Stored data entries:
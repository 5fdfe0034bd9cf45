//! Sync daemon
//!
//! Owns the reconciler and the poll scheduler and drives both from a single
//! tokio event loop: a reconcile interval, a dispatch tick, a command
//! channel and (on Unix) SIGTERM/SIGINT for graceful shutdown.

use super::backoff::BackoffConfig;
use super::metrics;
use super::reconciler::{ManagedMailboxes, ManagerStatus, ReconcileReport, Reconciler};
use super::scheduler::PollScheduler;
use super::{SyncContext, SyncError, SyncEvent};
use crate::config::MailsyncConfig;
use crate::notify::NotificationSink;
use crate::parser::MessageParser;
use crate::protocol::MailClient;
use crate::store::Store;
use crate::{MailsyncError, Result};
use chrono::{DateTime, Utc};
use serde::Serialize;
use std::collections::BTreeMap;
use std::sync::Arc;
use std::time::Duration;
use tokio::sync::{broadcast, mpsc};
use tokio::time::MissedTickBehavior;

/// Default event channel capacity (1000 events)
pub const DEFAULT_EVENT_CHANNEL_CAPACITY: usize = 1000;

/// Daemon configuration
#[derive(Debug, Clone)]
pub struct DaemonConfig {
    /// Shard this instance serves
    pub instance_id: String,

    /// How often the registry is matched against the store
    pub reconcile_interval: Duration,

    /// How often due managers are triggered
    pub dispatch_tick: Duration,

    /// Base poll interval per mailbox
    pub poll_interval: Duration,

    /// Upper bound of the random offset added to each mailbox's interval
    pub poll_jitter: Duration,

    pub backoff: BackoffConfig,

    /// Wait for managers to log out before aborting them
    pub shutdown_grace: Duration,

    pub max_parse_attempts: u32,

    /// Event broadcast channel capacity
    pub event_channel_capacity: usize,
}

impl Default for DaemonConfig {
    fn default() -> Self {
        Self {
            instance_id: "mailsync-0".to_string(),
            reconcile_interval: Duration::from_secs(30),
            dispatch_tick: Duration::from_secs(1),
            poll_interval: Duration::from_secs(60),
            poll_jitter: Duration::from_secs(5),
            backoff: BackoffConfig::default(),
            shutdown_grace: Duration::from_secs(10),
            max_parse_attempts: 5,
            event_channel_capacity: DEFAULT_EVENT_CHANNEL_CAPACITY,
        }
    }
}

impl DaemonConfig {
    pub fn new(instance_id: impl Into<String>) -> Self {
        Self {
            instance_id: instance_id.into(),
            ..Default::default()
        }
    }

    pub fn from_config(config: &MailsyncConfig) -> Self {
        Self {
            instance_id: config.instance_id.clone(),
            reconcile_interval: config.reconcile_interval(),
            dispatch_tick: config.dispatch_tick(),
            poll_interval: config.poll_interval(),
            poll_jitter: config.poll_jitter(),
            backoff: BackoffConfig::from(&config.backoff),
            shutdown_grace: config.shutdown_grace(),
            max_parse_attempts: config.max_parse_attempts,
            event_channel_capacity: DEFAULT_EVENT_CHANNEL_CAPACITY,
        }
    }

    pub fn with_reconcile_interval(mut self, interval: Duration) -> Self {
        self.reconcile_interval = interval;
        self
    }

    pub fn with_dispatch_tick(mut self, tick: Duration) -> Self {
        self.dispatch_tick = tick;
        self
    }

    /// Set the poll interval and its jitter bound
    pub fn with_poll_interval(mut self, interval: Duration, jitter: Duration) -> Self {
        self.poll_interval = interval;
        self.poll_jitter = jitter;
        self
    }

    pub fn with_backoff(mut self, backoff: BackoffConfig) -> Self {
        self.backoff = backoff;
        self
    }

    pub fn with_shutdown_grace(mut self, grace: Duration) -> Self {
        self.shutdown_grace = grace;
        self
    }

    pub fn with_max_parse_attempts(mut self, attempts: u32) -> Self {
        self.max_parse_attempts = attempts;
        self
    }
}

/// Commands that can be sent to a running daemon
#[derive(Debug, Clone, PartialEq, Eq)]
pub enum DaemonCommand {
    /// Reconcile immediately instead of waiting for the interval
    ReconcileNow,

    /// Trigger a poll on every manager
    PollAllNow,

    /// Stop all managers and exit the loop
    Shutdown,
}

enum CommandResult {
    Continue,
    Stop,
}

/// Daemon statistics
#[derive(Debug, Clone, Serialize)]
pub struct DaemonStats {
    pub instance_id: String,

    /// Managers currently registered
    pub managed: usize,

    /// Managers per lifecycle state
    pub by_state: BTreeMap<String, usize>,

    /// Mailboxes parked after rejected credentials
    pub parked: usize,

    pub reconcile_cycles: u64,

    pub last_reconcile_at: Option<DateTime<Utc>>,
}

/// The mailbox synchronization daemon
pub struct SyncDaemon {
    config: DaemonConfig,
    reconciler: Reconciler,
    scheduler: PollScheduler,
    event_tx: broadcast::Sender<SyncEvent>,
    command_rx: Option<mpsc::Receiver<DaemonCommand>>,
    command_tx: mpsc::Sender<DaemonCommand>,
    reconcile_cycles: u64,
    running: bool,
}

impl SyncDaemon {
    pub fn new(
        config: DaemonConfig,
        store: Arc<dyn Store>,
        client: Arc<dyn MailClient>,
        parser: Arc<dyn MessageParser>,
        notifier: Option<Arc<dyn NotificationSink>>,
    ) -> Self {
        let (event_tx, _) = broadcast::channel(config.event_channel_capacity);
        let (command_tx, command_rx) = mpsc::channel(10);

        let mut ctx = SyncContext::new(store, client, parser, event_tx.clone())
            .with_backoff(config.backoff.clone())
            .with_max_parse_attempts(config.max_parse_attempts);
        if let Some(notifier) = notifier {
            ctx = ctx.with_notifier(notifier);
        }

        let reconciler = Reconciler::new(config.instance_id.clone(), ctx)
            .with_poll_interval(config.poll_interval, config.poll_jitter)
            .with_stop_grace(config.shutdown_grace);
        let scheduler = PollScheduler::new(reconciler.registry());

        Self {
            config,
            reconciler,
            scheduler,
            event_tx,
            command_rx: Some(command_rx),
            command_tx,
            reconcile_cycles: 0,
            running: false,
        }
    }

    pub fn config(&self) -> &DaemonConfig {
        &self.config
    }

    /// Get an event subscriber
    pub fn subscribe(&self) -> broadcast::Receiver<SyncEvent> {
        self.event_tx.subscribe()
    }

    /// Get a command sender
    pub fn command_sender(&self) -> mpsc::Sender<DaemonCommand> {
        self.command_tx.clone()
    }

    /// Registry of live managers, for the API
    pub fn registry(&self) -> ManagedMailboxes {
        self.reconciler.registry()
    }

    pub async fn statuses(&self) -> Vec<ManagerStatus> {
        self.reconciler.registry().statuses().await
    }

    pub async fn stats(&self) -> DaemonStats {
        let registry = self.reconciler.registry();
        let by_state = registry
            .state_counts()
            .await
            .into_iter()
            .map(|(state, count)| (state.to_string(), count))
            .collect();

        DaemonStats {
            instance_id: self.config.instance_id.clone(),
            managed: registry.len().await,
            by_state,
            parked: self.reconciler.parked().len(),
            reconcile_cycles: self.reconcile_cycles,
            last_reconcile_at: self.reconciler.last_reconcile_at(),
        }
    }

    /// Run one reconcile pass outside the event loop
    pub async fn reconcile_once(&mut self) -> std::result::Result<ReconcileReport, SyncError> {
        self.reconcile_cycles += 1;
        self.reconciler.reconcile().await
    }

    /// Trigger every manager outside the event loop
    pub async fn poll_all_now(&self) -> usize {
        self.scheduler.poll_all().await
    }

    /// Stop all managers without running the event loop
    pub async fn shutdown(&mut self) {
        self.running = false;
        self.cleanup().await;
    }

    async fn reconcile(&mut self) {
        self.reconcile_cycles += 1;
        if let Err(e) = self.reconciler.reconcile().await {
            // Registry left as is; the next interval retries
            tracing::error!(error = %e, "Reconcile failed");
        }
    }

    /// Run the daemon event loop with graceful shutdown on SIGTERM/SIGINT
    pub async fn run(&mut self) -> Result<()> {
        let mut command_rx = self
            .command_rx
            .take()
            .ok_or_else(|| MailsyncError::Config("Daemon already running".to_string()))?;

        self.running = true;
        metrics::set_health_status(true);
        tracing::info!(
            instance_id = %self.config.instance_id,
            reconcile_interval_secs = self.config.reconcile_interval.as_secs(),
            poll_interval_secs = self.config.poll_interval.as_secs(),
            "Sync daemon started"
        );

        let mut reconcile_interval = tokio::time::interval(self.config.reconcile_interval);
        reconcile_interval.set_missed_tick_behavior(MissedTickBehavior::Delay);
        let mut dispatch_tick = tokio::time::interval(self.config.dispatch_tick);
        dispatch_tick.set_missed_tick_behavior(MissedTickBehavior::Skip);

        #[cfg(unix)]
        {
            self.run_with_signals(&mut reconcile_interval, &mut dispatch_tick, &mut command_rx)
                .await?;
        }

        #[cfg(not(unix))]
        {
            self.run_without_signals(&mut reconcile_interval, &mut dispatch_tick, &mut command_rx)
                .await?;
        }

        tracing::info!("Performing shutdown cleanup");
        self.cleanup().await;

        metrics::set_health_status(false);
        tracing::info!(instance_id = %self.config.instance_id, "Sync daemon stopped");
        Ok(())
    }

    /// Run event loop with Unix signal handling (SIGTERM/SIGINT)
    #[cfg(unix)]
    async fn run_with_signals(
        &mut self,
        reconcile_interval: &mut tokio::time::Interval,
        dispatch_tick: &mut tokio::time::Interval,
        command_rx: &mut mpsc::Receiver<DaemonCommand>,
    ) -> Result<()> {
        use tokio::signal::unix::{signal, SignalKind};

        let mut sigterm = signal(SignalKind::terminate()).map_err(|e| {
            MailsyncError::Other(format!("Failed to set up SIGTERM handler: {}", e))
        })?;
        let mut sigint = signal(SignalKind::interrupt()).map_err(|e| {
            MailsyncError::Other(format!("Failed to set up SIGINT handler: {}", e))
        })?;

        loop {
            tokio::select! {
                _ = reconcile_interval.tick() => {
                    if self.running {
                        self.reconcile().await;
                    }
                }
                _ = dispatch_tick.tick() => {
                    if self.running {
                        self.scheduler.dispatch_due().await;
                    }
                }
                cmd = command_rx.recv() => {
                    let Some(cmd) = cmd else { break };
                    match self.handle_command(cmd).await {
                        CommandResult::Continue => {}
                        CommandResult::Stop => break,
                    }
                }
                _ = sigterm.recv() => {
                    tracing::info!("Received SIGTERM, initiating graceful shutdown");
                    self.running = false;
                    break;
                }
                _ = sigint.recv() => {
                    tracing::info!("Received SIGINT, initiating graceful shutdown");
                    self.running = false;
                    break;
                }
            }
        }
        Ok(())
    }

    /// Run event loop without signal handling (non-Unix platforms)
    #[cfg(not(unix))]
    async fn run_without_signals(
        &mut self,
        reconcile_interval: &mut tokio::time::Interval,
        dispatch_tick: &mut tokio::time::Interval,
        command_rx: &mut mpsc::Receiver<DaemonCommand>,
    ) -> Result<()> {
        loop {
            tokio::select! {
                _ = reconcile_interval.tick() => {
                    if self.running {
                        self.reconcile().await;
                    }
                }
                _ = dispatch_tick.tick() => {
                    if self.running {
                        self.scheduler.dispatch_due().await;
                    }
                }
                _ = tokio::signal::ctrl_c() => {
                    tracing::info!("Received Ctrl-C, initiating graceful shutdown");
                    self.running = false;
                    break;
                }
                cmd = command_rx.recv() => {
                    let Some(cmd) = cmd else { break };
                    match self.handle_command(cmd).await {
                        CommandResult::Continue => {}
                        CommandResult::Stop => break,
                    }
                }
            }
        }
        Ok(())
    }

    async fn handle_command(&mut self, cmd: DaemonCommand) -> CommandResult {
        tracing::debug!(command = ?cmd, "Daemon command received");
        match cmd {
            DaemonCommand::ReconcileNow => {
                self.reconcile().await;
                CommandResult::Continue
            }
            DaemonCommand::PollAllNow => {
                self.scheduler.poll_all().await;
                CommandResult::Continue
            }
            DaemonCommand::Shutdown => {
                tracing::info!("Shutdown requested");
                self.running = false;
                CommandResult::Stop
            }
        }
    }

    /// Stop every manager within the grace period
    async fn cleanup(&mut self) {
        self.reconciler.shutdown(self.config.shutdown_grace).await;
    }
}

- **Your instructions**:
What is needed is a word-for-word copy of the records above, from the first line through the line that contains "use super::metrics;".

- **Output for this task**:
repository 5fdfe0034bd9cf45
//! Sync daemon
//!
//! Owns the reconciler and the poll scheduler and drives both from a single
//! tokio event loop: a reconcile interval, a dispatch tick, a command
//! channel and (on Unix) SIGTERM/SIGINT for graceful shutdown.

use super::backoff::BackoffConfig;
use super::metrics;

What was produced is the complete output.